:: WHAT THE TASK REQUIRES ::
Set out the records again, keeping every word as it is.

═══ SUPPLIED MATERIAL

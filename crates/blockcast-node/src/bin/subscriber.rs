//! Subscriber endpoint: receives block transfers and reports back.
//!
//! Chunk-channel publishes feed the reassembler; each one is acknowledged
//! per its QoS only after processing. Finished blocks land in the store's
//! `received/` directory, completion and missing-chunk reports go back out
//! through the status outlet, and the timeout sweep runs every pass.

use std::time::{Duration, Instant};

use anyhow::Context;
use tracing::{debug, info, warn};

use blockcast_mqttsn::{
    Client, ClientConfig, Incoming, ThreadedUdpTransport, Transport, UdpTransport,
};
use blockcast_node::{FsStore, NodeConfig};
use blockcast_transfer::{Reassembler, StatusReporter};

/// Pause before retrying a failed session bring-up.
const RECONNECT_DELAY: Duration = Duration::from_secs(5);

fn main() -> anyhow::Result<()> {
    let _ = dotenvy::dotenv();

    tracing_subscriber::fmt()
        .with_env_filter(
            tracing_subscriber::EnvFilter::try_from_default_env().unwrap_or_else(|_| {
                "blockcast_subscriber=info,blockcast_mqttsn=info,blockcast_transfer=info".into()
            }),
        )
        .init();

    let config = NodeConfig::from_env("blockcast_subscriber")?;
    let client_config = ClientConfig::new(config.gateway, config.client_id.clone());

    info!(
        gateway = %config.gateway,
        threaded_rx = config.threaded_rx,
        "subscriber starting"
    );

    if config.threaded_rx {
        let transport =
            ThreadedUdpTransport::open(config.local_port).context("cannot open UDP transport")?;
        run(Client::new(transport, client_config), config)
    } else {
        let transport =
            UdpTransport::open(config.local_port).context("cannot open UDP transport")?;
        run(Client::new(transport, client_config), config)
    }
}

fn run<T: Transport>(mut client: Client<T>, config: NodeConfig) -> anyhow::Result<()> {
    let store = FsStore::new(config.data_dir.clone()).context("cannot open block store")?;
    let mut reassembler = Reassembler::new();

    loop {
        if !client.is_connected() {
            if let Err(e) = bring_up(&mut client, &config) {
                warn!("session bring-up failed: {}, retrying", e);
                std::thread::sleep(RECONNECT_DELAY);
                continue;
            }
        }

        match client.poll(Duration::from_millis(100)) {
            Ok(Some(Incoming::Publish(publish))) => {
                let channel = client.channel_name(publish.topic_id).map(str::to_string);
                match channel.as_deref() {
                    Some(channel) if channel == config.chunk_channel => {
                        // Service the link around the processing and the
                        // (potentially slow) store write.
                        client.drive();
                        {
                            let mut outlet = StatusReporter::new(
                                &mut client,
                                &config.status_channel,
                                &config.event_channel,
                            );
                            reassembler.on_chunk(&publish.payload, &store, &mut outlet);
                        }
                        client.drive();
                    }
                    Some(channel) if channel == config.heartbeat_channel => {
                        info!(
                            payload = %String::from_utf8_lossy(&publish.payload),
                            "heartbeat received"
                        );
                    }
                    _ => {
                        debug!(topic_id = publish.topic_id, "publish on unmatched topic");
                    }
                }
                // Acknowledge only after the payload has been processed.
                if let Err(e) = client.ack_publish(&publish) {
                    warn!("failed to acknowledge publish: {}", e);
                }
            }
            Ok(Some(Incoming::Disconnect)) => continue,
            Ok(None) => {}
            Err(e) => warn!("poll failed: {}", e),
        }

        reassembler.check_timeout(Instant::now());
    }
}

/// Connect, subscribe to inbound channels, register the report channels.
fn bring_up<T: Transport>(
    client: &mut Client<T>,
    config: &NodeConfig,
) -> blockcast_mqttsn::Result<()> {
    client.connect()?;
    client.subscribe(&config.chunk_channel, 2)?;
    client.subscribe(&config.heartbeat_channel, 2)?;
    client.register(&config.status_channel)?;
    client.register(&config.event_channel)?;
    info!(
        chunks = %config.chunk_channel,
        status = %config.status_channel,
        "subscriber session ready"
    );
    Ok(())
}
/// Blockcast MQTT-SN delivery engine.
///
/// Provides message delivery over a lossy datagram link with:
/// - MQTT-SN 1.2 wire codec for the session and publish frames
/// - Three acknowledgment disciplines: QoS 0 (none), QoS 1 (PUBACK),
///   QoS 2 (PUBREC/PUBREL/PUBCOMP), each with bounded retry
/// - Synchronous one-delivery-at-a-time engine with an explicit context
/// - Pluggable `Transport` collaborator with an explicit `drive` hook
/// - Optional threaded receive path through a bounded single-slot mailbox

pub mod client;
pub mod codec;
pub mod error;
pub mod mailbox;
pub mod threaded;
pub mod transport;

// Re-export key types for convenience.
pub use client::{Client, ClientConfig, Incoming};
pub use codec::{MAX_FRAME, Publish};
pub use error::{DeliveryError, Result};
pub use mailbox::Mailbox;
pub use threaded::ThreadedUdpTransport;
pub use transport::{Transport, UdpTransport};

══════

:: ANSWER SPACE ::
filename crates/blockcast-node/src/bin/subscriber.rs
//! Subscriber endpoint: receives block transfers and reports back.
//!
//! Chunk-channel publishes feed the reassembler; each one is acknowledged
//! per its QoS only after processing. Finished blocks land in the store's
//! `received/` directory, completion and missing-chunk reports go back out
//! through the status outlet, and the timeout sweep runs every pass.

use std::time::{Duration, Instant};

use anyhow::Context;
use tracing::{debug, info, warn};

use blockcast_mqttsn::{
    Client, ClientConfig, Incoming, ThreadedUdpTransport, Transport, UdpTransport,
};
use blockcast_node::{FsStore, NodeConfig};
use blockcast_transfer::{Reassembler, StatusReporter};

/// Pause before retrying a failed session bring-up.
const RECONNECT_DELAY: Duration = Duration::from_secs(5);

fn main() -> anyhow::Result<()> {
    let _ = dotenvy::dotenv();

    tracing_subscriber::fmt()
        .with_env_filter(
            tracing_subscriber::EnvFilter::try_from_default_env().unwrap_or_else(|_| {
                "blockcast_subscriber=info,blockcast_mqttsn=info,blockcast_transfer=info".into()
            }),
        )
        .init();

    let config = NodeConfig::from_env("blockcast_subscriber")?;
    let client_config = ClientConfig::new(config.gateway, config.client_id.clone());

    info!(
        gateway = %config.gateway,
        threaded_rx = config.threaded_rx,
        "subscriber starting"
    );

    if config.threaded_rx {
        let transport =
            ThreadedUdpTransport::open(config.local_port).context("cannot open UDP transport")?;
        run(Client::new(transport, client_config), config)
    } else {
        let transport =
            UdpTransport::open(config.local_port).context("cannot open UDP transport")?;
        run(Client::new(transport, client_config), config)
    }
}

fn run<T: Transport>(mut client: Client<T>, config: NodeConfig) -> anyhow::Result<()> {
    let store = FsStore::new(config.data_dir.clone()).context("cannot open block store")?;
    let mut reassembler = Reassembler::new();

    loop {
        if !client.is_connected() {
            if let Err(e) = bring_up(&mut client, &config) {
                warn!("session bring-up failed: {}, retrying", e);
                std::thread::sleep(RECONNECT_DELAY);
                continue;
            }
        }

        match client.poll(Duration::from_millis(100)) {
            Ok(Some(Incoming::Publish(publish))) => {
                let channel = client.channel_name(publish.topic_id).map(str::to_string);
                match channel.as_deref() {
                    Some(channel) if channel == config.chunk_channel => {
                        // Service the link around the processing and the
                        // (potentially slow) store write.
                        client.drive();
                        {
                            let mut outlet = StatusReporter::new(
                                &mut client,
                                &config.status_channel,
                                &config.event_channel,
                            );
                            reassembler.on_chunk(&publish.payload, &store, &mut outlet);
                        }
                        client.drive();
                    }
                    Some(channel) if channel == config.heartbeat_channel => {
                        info!(
                            payload = %String::from_utf8_lossy(&publish.payload),
                            "heartbeat received"
                        );
                    }
                    _ => {
                        debug!(topic_id = publish.topic_id, "publish on unmatched topic");
                    }
                }
                // Acknowledge only after the payload has been processed.
                if let Err(e) = client.ack_publish(&publish) {
                    warn!("failed to acknowledge publish: {}", e);
                }
            }
            Ok(Some(Incoming::Disconnect)) => continue,
            Ok(None) => {}
            Err(e) => warn!("poll failed: {}", e),
        }

        reassembler.check_timeout(Instant::now());
    }
}

/// Connect, subscribe to inbound channels, register the report channels.
fn bring_up<T: Transport>(
    client: &mut Client<T>,
    config: &NodeConfig,
) -> blockcast_mqttsn::Result<()> {
    client.connect()?;
    client.subscribe(&config.chunk_channel, 2)?;
    client.subscribe(&config.heartbeat_channel, 2)?;
    client.register(&config.status_channel)?;
    client.register(&config.event_channel)?;
    info!(
        chunks = %config.chunk_channel,
        status = %config.status_channel,
        "subscriber session ready"
    );
    Ok(())
}
/// Blockcast MQTT-SN delivery engine.
///
/// Provides message delivery over a lossy datagram link with:
/// - MQTT-SN 1.2 wire codec for the session and publish frames
/// - Three acknowledgment disciplines: QoS 0 (none), QoS 1 (PUBACK),
///   QoS 2 (PUBREC/PUBREL/PUBCOMP), each with bounded retry
/// - Synchronous one-delivery-at-a-time engine with an explicit context
/// - Pluggable `Transport` collaborator with an explicit `drive` hook
/// - Optional threaded receive path through a bounded single-slot mailbox

pub mod client;
pub mod codec;
pub mod error;
pub mod mailbox;
pub mod threaded;
pub mod transport;

// Re-export key types for convenience.
pub use client::{Client, ClientConfig, Incoming};
pub use codec::{MAX_FRAME, Publish};
pub use error::{DeliveryError, Result};
pub use mailbox::Mailbox;
pub use threaded::ThreadedUdpTransport;
pub use transport::{Transport, UdpTransport};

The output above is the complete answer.